The boy asked him if he, then, favored the Sunday paper more than did
some other clergymen.
"There is always good in everything, I think," replied Phillips Brooks.
"A thing must be pretty bad that hasn't some good in it." Then he
stopped, and after a moment went on: "My idea is that the fate of Sunday
newspapers rests very much with Sunday editors. There is a Sunday
newspaper conceivable in which we should all rejoice--all, that is, who
do not hold that a Sunday newspaper is always and per se wrong. But some
cause has, in many instances, brought it about that the Sunday paper is
below, and not above, the standard of its weekday brethren. I mean it is
apt to be more gossipy, more personal, more sensational, more frivolous;
less serious and thoughtful and suggestive. Taking for granted the fact
of special leisure on the part of its readers, it is apt to appeal to
the lower and not to the higher part of them, which the Sunday leisure
has set free. Let the Sunday newspaper be worthy of the day, and the day
will not reject it. So I say its fate is in the hands of its editor.
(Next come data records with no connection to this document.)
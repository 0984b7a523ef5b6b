use sighub_core::{Entity, EntityKind, StoreError};
use sqlx::{PgPool, Row};

/// Run embedded migrations.
pub async fn run_migrations(pool: &PgPool) -> Result<(), sqlx::migrate::MigrateError> {
    sqlx::migrate!("../../migrations").run(pool).await?;
    tracing::info!("Database migrations applied");
    Ok(())
}

fn db_err(e: sqlx::Error) -> StoreError {
    StoreError::Database(e.to_string())
}

/// Load one record.
pub async fn get_entity(
    pool: &PgPool,
    kind: EntityKind,
    id: i64,
) -> Result<Option<Entity>, StoreError> {
    let row = sqlx::query("SELECT body FROM entities WHERE kind = $1 AND id = $2")
        .bind(kind.as_str())
        .bind(id)
        .fetch_optional(pool)
        .await
        .map_err(db_err)?;

    match row {
        Some(r) => Ok(Some(Entity::from_body(kind, r.get("body"))?)),
        None => Ok(None),
    }
}

/// Load all records of a kind, oldest first.
pub async fn list_entities(pool: &PgPool, kind: EntityKind) -> Result<Vec<Entity>, StoreError> {
    let rows = sqlx::query(
        "SELECT body FROM entities
         WHERE kind = $1
         ORDER BY created_at ASC, id ASC",
    )
    .bind(kind.as_str())
    .fetch_all(pool)
    .await
    .map_err(db_err)?;

    rows.into_iter()
        .map(|r| Entity::from_body(kind, r.get("body")).map_err(StoreError::from))
        .collect()
}

/// Insert a record, assigning the next id of its kind when the id is zero.
pub async fn insert_entity(pool: &PgPool, mut entity: Entity) -> Result<i64, StoreError> {
    let kind = entity.kind();
    let mut tx = pool.begin().await.map_err(db_err)?;

    let id = if entity.id() == 0 {
        // Serialise id assignment per kind for the rest of the transaction.
        sqlx::query("SELECT pg_advisory_xact_lock(hashtext($1))")
            .bind(kind.as_str())
            .execute(&mut *tx)
            .await
            .map_err(db_err)?;
        let row = sqlx::query("SELECT COALESCE(MAX(id), 0) + 1 AS next_id FROM entities WHERE kind = $1")
            .bind(kind.as_str())
            .fetch_one(&mut *tx)
            .await
            .map_err(db_err)?;
        row.get::<i64, _>("next_id")
    } else {
        entity.id()
    };
    entity.set_id(id);

    let result = sqlx::query(
        "INSERT INTO entities (kind, id, body)
         VALUES ($1, $2, $3)
         ON CONFLICT (kind, id) DO NOTHING",
    )
    .bind(kind.as_str())
    .bind(id)
    .bind(entity.body()?)
    .execute(&mut *tx)
    .await
    .map_err(db_err)?;

    if result.rows_affected() == 0 {
        return Err(StoreError::Conflict { kind, id });
    }

    tx.commit().await.map_err(db_err)?;
    Ok(id)
}

/// Replace the body of an existing record.
pub async fn update_entity(pool: &PgPool, id: i64, mut entity: Entity) -> Result<(), StoreError> {
    let kind = entity.kind();
    entity.set_id(id);

    let result = sqlx::query(
        "UPDATE entities SET body = $3, updated_at = now()
         WHERE kind = $1 AND id = $2",
    )
    .bind(kind.as_str())
    .bind(id)
    .bind(entity.body()?)
    .execute(pool)
    .await
    .map_err(db_err)?;

    if result.rows_affected() == 0 {
        return Err(StoreError::NotFound { kind, id });
    }
    Ok(())
}

/// Delete a record.
pub async fn delete_entity(pool: &PgPool, kind: EntityKind, id: i64) -> Result<(), StoreError> {
    let result = sqlx::query("DELETE FROM entities WHERE kind = $1 AND id = $2")
        .bind(kind.as_str())
        .bind(id)
        .execute(pool)
        .await
        .map_err(db_err)?;

    if result.rows_affected() == 0 {
        return Err(StoreError::NotFound { kind, id });
    }
    Ok(())
}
He
can give it such a character as will make all good men its champions and
friends, or he can preserve for it the suspicion and dislike in which it
stands at present."
Edward's journalistic instinct here got into full play; and although, as
he assured his host, he had had no such thought in coming, he asked
whether Doctor Brooks would object if he tried his reportorial wings by
experimenting as to whether he could report the talk.